Activity:
Output exactly the lines below, starting with the line that has "This library reads" and going on through the line that has "let slice_end = usize::min(slice_start", both included, and no other lines.

Saved data entries:

◆ ◆ ◆ ◆ ◆

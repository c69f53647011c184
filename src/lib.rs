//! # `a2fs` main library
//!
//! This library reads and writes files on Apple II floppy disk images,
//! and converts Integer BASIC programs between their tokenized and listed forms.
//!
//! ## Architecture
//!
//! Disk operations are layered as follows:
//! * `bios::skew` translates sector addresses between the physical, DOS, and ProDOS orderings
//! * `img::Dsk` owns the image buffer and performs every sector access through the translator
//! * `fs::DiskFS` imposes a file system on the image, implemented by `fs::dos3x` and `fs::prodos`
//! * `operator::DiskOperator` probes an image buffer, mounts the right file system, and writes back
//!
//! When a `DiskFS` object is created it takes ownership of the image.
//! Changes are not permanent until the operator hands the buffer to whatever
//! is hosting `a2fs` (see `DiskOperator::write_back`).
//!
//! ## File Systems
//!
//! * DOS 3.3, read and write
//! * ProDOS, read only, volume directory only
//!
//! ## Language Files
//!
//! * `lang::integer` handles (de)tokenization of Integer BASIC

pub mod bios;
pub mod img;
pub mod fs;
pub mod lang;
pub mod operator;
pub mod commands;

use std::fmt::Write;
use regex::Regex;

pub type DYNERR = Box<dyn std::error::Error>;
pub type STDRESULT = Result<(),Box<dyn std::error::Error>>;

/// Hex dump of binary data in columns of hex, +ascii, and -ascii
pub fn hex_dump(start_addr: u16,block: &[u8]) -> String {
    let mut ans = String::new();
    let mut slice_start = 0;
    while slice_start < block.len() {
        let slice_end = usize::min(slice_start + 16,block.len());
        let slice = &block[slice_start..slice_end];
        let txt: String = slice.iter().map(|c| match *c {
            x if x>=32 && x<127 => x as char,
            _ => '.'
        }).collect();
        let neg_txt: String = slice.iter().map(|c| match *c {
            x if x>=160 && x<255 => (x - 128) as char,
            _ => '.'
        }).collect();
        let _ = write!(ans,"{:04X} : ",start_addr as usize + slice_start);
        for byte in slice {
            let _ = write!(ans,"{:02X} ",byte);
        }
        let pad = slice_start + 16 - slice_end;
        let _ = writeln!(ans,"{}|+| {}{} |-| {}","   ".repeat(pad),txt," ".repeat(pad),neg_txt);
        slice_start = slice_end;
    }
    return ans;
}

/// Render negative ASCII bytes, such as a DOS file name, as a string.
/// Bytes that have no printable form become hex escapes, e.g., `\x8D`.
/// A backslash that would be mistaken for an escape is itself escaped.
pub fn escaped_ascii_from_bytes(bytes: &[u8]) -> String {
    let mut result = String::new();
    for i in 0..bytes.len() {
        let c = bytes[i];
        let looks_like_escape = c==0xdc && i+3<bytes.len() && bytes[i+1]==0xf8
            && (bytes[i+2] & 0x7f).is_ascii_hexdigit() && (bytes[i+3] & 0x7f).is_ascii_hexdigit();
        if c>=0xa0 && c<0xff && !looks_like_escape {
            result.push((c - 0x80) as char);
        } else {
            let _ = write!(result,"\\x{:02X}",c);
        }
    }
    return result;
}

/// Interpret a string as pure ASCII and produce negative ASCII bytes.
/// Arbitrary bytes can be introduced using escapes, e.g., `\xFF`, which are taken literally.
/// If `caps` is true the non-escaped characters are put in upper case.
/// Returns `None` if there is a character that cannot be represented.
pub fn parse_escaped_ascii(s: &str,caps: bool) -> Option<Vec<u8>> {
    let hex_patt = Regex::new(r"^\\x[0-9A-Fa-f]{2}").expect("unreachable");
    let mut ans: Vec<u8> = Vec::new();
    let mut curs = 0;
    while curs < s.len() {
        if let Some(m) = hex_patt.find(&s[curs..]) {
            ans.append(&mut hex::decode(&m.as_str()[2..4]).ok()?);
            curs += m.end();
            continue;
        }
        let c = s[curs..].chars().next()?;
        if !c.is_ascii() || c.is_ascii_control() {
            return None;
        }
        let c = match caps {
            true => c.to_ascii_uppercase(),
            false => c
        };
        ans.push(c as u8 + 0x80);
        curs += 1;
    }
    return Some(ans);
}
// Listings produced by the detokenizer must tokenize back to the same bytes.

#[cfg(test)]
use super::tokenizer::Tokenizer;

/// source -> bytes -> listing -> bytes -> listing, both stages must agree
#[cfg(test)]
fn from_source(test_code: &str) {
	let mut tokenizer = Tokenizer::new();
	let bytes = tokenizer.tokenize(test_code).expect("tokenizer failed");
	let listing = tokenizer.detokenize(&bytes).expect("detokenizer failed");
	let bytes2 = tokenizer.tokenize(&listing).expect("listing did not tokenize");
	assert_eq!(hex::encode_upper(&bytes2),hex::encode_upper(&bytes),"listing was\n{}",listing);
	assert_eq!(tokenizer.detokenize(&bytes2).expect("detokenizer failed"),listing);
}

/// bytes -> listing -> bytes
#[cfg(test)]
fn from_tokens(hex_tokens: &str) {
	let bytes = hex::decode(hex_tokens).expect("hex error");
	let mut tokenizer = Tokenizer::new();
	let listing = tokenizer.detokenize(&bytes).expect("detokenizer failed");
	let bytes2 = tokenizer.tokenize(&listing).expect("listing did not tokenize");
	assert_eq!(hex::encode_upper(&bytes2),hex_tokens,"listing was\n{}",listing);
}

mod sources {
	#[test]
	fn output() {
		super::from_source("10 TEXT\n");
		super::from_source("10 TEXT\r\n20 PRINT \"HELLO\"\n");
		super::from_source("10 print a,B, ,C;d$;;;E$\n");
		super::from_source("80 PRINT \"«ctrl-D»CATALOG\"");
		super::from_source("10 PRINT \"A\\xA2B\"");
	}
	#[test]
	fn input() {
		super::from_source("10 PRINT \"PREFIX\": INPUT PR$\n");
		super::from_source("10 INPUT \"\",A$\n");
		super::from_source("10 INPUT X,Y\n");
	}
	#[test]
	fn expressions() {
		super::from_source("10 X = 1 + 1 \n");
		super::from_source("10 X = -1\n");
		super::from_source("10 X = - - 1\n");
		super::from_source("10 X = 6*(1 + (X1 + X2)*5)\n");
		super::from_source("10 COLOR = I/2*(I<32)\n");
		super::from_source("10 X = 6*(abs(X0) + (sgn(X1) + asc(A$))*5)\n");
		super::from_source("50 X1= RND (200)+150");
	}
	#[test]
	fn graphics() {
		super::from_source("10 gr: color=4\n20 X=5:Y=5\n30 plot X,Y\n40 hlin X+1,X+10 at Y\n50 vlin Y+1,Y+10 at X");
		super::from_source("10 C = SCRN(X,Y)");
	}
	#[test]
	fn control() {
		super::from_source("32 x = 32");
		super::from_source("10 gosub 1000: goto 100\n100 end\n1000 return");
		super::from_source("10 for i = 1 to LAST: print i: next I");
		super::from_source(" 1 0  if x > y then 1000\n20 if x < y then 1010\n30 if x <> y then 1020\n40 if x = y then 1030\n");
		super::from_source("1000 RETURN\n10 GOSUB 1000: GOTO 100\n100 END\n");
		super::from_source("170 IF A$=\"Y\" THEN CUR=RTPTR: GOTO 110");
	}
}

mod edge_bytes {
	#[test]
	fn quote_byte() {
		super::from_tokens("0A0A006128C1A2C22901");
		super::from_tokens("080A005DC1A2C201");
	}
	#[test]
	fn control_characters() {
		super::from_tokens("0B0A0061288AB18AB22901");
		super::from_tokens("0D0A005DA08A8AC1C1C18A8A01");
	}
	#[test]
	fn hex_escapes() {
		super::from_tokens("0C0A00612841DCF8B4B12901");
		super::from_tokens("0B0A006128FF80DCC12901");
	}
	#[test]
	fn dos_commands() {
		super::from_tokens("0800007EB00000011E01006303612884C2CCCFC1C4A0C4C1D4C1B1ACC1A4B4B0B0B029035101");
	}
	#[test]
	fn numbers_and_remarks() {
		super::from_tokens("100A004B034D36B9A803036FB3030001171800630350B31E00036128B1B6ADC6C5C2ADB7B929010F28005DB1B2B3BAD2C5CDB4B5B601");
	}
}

◆ ◆ ◆ ◆ ◆

Result of the exercise:
//! This library reads and writes files on Apple II floppy disk images,
//! and converts Integer BASIC programs between their tokenized and listed forms.
//!
//! ## Architecture
//!
//! Disk operations are layered as follows:
//! * `bios::skew` translates sector addresses between the physical, DOS, and ProDOS orderings
//! * `img::Dsk` owns the image buffer and performs every sector access through the translator
//! * `fs::DiskFS` imposes a file system on the image, implemented by `fs::dos3x` and `fs::prodos`
//! * `operator::DiskOperator` probes an image buffer, mounts the right file system, and writes back
//!
//! When a `DiskFS` object is created it takes ownership of the image.
//! Changes are not permanent until the operator hands the buffer to whatever
//! is hosting `a2fs` (see `DiskOperator::write_back`).
//!
//! ## File Systems
//!
//! * DOS 3.3, read and write
//! * ProDOS, read only, volume directory only
//!
//! ## Language Files
//!
//! * `lang::integer` handles (de)tokenization of Integer BASIC

pub mod bios;
pub mod img;
pub mod fs;
pub mod lang;
pub mod operator;
pub mod commands;

use std::fmt::Write;
use regex::Regex;

pub type DYNERR = Box<dyn std::error::Error>;
pub type STDRESULT = Result<(),Box<dyn std::error::Error>>;

/// Hex dump of binary data in columns of hex, +ascii, and -ascii
pub fn hex_dump(start_addr: u16,block: &[u8]) -> String {
    let mut ans = String::new();
    let mut slice_start = 0;
    while slice_start < block.len() {
        let slice_end = usize::min(slice_start + 16,block.len());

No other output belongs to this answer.